WORK TO COMPLETE
Copy out each line of the data that includes the string "PersonalityTrait".

GIVEN ENTRIES
=-=-=-=-=

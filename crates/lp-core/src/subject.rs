use std::fmt;

use chrono::{DateTime, Utc};
use serde::{Deserialize, Serialize};
use uuid::Uuid;

use crate::error::{CoreError, CoreResult};
use crate::modifier::{ModifierKey, ModifierSet};

/// Unique identifier for a generated subject.
#[derive(Debug, Clone, Copy, PartialEq, Eq, Hash, Serialize, Deserialize)]
pub struct SubjectId(pub Uuid);

impl SubjectId {
    /// Generate a new random subject ID.
    pub fn new() -> Self {
        Self(Uuid::new_v4())
    }
}

impl Default for SubjectId {
    fn default() -> Self {
        Self::new()
    }
}

impl fmt::Display for SubjectId {
    fn fmt(&self, f: &mut fmt::Formatter<'_>) -> fmt::Result {
        write!(f, "{}", &self.0.to_string()[..8])
    }
}

// ---------------------------------------------------------------------------
// Attributes
// ---------------------------------------------------------------------------

/// One of the six ability scores in the attribute block.
#[derive(Debug, Clone, Copy, PartialEq, Eq, Hash, Serialize, Deserialize)]
#[serde(rename_all = "snake_case")]
pub enum Attribute {
    /// Physical power.
    Strength,
    /// Agility and reflexes.
    Dexterity,
    /// Health and stamina.
    Constitution,
    /// Reasoning and memory.
    Intelligence,
    /// Perception and insight.
    Wisdom,
    /// Force of personality.
    Charisma,
}

impl Attribute {
    /// All attributes in sheet order.
    pub fn all() -> &'static [Attribute] {
        &[
            Self::Strength,
            Self::Dexterity,
            Self::Constitution,
            Self::Intelligence,
            Self::Wisdom,
            Self::Charisma,
        ]
    }

    /// Parse an attribute from its full or three-letter name.
    pub fn parse(s: &str) -> CoreResult<Self> {
        match s.trim().to_lowercase().as_str() {
            "strength" | "str" => Ok(Self::Strength),
            "dexterity" | "dex" => Ok(Self::Dexterity),
            "constitution" | "con" => Ok(Self::Constitution),
            "intelligence" | "int" => Ok(Self::Intelligence),
            "wisdom" | "wis" => Ok(Self::Wisdom),
            "charisma" | "cha" => Ok(Self::Charisma),
            _ => Err(CoreError::UnknownAttribute(s.to_string())),
        }
    }
}

impl fmt::Display for Attribute {
    fn fmt(&self, f: &mut fmt::Formatter<'_>) -> fmt::Result {
        match self {
            Self::Strength => write!(f, "strength"),
            Self::Dexterity => write!(f, "dexterity"),
            Self::Constitution => write!(f, "constitution"),
            Self::Intelligence => write!(f, "intelligence"),
            Self::Wisdom => write!(f, "wisdom"),
            Self::Charisma => write!(f, "charisma"),
        }
    }
}

/// The subject's attribute block. New subjects start at 10 across the board.
#[derive(Debug, Clone, Copy, PartialEq, Eq, Serialize, Deserialize)]
#[serde(default)]
pub struct Attributes {
    /// Strength score.
    pub strength: i32,
    /// Dexterity score.
    pub dexterity: i32,
    /// Constitution score.
    pub constitution: i32,
    /// Intelligence score.
    pub intelligence: i32,
    /// Wisdom score.
    pub wisdom: i32,
    /// Charisma score.
    pub charisma: i32,
}

impl Default for Attributes {
    fn default() -> Self {
        Self {
            strength: 10,
            dexterity: 10,
            constitution: 10,
            intelligence: 10,
            wisdom: 10,
            charisma: 10,
        }
    }
}

impl Attributes {
    /// Read one attribute.
    pub fn get(&self, attr: Attribute) -> i32 {
        match attr {
            Attribute::Strength => self.strength,
            Attribute::Dexterity => self.dexterity,
            Attribute::Constitution => self.constitution,
            Attribute::Intelligence => self.intelligence,
            Attribute::Wisdom => self.wisdom,
            Attribute::Charisma => self.charisma,
        }
    }

    /// Mutable access to one attribute.
    pub fn get_mut(&mut self, attr: Attribute) -> &mut i32 {
        match attr {
            Attribute::Strength => &mut self.strength,
            Attribute::Dexterity => &mut self.dexterity,
            Attribute::Constitution => &mut self.constitution,
            Attribute::Intelligence => &mut self.intelligence,
            Attribute::Wisdom => &mut self.wisdom,
            Attribute::Charisma => &mut self.charisma,
        }
    }

    /// Add `delta` to an attribute and return the new score.
    pub fn adjust(&mut self, attr: Attribute, delta: i32) -> i32 {
        let slot = self.get_mut(attr);
        *slot = slot.saturating_add(delta);
        *slot
    }
}

// ---------------------------------------------------------------------------
// Sub-records
// ---------------------------------------------------------------------------

/// Body size category of a race.
#[derive(Debug, Clone, Copy, PartialEq, Eq, Default, Serialize, Deserialize)]
#[serde(rename_all = "snake_case")]
pub enum Size {
    /// Halflings, gnomes.
    Small,
    /// Humans, elves, dwarves.
    #[default]
    Medium,
    /// Ogres, half-giants.
    Large,
}

/// The subject's race.
#[derive(Debug, Clone, PartialEq, Eq, Serialize, Deserialize)]
pub struct Race {
    /// Race name, e.g. "Elf".
    pub name: String,
    /// Free-form description.
    pub description: Option<String>,
    /// Racial abilities, e.g. "Infravision".
    pub abilities: Vec<String>,
    /// Languages known from birth.
    pub languages: Vec<String>,
    /// Body size category.
    pub size: Size,
    /// Base walking speed in feet.
    pub speed: u32,
}

impl Default for Race {
    fn default() -> Self {
        Self {
            name: "Human".to_string(),
            description: None,
            abilities: Vec::new(),
            languages: vec!["Common".to_string()],
            size: Size::Medium,
            speed: 30,
        }
    }
}

/// The culture the subject was raised in.
#[derive(Debug, Clone, PartialEq, Eq, Serialize, Deserialize)]
pub struct Culture {
    /// Culture name, e.g. "Civilized".
    pub name: String,
    /// Free-form description.
    pub description: Option<String>,
    /// Native language, if the culture has one.
    pub language: Option<String>,
}

impl Default for Culture {
    fn default() -> Self {
        Self {
            name: "Civilized".to_string(),
            description: None,
            language: None,
        }
    }
}

/// The subject's family standing.
#[derive(Debug, Clone, PartialEq, Eq, Serialize, Deserialize)]
pub struct SocialStatus {
    /// Status level, e.g. "Comfortable".
    pub level: String,
    /// Free-form description.
    pub description: Option<String>,
    /// Family wealth description.
    pub wealth: Option<String>,
    /// Noble title, if any.
    pub title: Option<String>,
}

impl Default for SocialStatus {
    fn default() -> Self {
        Self {
            level: "Comfortable".to_string(),
            description: None,
            wealth: None,
            title: None,
        }
    }
}

/// Circumstances of the subject's birth.
#[derive(Debug, Clone, PartialEq, Eq, Serialize, Deserialize)]
pub struct BirthCircumstances {
    /// Whether the subject was born to married parents.
    pub legitimate: bool,
    /// Position among siblings (1 = first born).
    pub birth_order: Option<u32>,
    /// Number of siblings.
    pub siblings: Option<u32>,
    /// Where the subject was born.
    pub place: Option<String>,
    /// Free-form description.
    pub description: Option<String>,
}

impl Default for BirthCircumstances {
    fn default() -> Self {
        Self {
            legitimate: true,
            birth_order: None,
            siblings: None,
            place: None,
            description: None,
        }
    }
}

// ---------------------------------------------------------------------------
// Collections
// ---------------------------------------------------------------------------

/// A skill learned during the subject's life.
#[derive(Debug, Clone, PartialEq, Eq, Serialize, Deserialize)]
pub struct Skill {
    /// Display name.
    pub name: String,
    /// Skill rank, starting at 1.
    pub rank: u32,
    /// What granted the skill (an occupation, an event, ...).
    pub source: Option<String>,
}

/// An occupation the subject has held.
#[derive(Debug, Clone, PartialEq, Eq, Serialize, Deserialize)]
pub struct Occupation {
    /// Display name.
    pub name: String,
    /// Years spent in the occupation.
    pub years: Option<u32>,
    /// Free-form description.
    pub description: Option<String>,
}

/// A person connected to the subject.
#[derive(Debug, Clone, PartialEq, Eq, Serialize, Deserialize)]
pub struct Relationship {
    /// Who the relationship is with.
    pub name: String,
    /// Kind of relationship, e.g. "rival", "mentor".
    pub kind: String,
    /// How they feel about the subject.
    pub attitude: Option<String>,
    /// Free-form description.
    pub description: Option<String>,
}

/// A possession the subject acquired.
#[derive(Debug, Clone, PartialEq, Eq, Serialize, Deserialize)]
pub struct Item {
    /// Display name.
    pub name: String,
    /// How many are held.
    pub quantity: u32,
    /// Free-form description.
    pub description: Option<String>,
    /// Value in coin, if known.
    pub value: Option<i32>,
}

/// A personality trait.
#[derive(Debug, Clone, PartialEq, Eq, Serialize, Deserialize)]
pub struct PersonalityTrait {
    /// Display name.
    pub name: String,
    /// "light", "dark", or "neutral".
    pub alignment: Option<String>,
    /// Free-form description.
    pub description: Option<String>,
}

/// An event in the subject's history.
#[derive(Debug, Clone, PartialEq, Eq, Serialize, Deserialize)]
pub struct LifeEvent {
    /// Short title.
    pub title: String,
    /// Free-form description.
    pub description: Option<String>,
    /// Age at which it happened.
    pub age: Option<u32>,
}

// ---------------------------------------------------------------------------
// Subject
// ---------------------------------------------------------------------------

/// The character record built up across table resolutions.
///
/// The engine never keeps a subject between calls; every resolution borrows
/// it from the caller and returns a snapshot in its result.
#[derive(Debug, Clone, PartialEq, Serialize, Deserialize)]
pub struct Subject {
    /// Unique identifier.
    #[serde(default)]
    pub id: SubjectId,
    /// Display name.
    #[serde(default)]
    pub name: String,
    /// Gender, if decided.
    pub gender: Option<String>,
    /// When the subject was created.
    #[serde(default = "Utc::now")]
    pub created_at: DateTime<Utc>,
    /// Ability scores.
    #[serde(default)]
    pub attributes: Attributes,
    /// Current named modifiers.
    #[serde(default)]
    pub modifiers: ModifierSet,
    /// Race, once rolled.
    #[serde(default, skip_serializing_if = "Option::is_none")]
    pub race: Option<Race>,
    /// Culture, once rolled.
    #[serde(default, skip_serializing_if = "Option::is_none")]
    pub culture: Option<Culture>,
    /// Social status, once rolled.
    #[serde(default, skip_serializing_if = "Option::is_none")]
    pub social_status: Option<SocialStatus>,
    /// Birth circumstances, once rolled.
    #[serde(default, skip_serializing_if = "Option::is_none")]
    pub birth: Option<BirthCircumstances>,
    /// Skills learned.
    #[serde(default)]
    pub skills: Vec<Skill>,
    /// Occupations held.
    #[serde(default)]
    pub occupations: Vec<Occupation>,
    /// People connected to the subject.
    #[serde(default)]
    pub relationships: Vec<Relationship>,
    /// Possessions.
    #[serde(default)]
    pub items: Vec<Item>,
    /// Personality traits.
    #[serde(default)]
    pub personality: Vec<PersonalityTrait>,
    /// Life events in the order they happened.
    #[serde(default)]
    pub events: Vec<LifeEvent>,
}

impl Subject {
    /// Create an empty subject with default attributes.
    pub fn new(name: impl Into<String>) -> Self {
        Self {
            id: SubjectId::new(),
            name: name.into(),
            gender: None,
            created_at: Utc::now(),
            attributes: Attributes::default(),
            modifiers: ModifierSet::new(),
            race: None,
            culture: None,
            social_status: None,
            birth: None,
            skills: Vec::new(),
            occupations: Vec::new(),
            relationships: Vec::new(),
            items: Vec::new(),
            personality: Vec::new(),
            events: Vec::new(),
        }
    }

    /// Builder-style modifier setter.
    pub fn with_modifier(mut self, key: impl Into<ModifierKey>, value: i32) -> Self {
        self.modifiers.set(key.into(), value);
        self
    }

    /// Current value of a modifier key (0 if unset).
    pub fn modifier(&self, key: &ModifierKey) -> i32 {
        self.modifiers.get(key)
    }

    /// Look up a named scalar field for condition evaluation.
    ///
    /// Returns `None` when the field is unknown or not yet set.
    pub fn field_value(&self, field: &str) -> Option<String> {
        match field.trim().to_lowercase().replace(['-', ' '], "_").as_str() {
            "name" => Some(self.name.clone()),
            "gender" => self.gender.clone(),
            "race" => self.race.as_ref().map(|r| r.name.clone()),
            "size" => self
                .race
                .as_ref()
                .map(|r| format!("{:?}", r.size).to_lowercase()),
            "culture" => self.culture.as_ref().map(|c| c.name.clone()),
            "social_status" | "status" => self.social_status.as_ref().map(|s| s.level.clone()),
            "title" => self.social_status.as_ref().and_then(|s| s.title.clone()),
            "legitimate" => self.birth.as_ref().map(|b| b.legitimate.to_string()),
            "birth_place" => self.birth.as_ref().and_then(|b| b.place.clone()),
            other => Attribute::parse(other)
                .ok()
                .map(|a| self.attributes.get(a).to_string()),
        }
    }

    /// Returns true if the subject has a skill with this name (case-insensitive).
    pub fn has_skill(&self, name: &str) -> bool {
        self.skills.iter().any(|s| s.name.eq_ignore_ascii_case(name))
    }

    /// Returns true if the subject has held this occupation (case-insensitive).
    pub fn has_occupation(&self, name: &str) -> bool {
        self.occupations
            .iter()
            .any(|o| o.name.eq_ignore_ascii_case(name))
    }
}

=-=-=-=-=

EXPECTED OUTPUT
pub struct PersonalityTrait {
    pub personality: Vec<PersonalityTrait>,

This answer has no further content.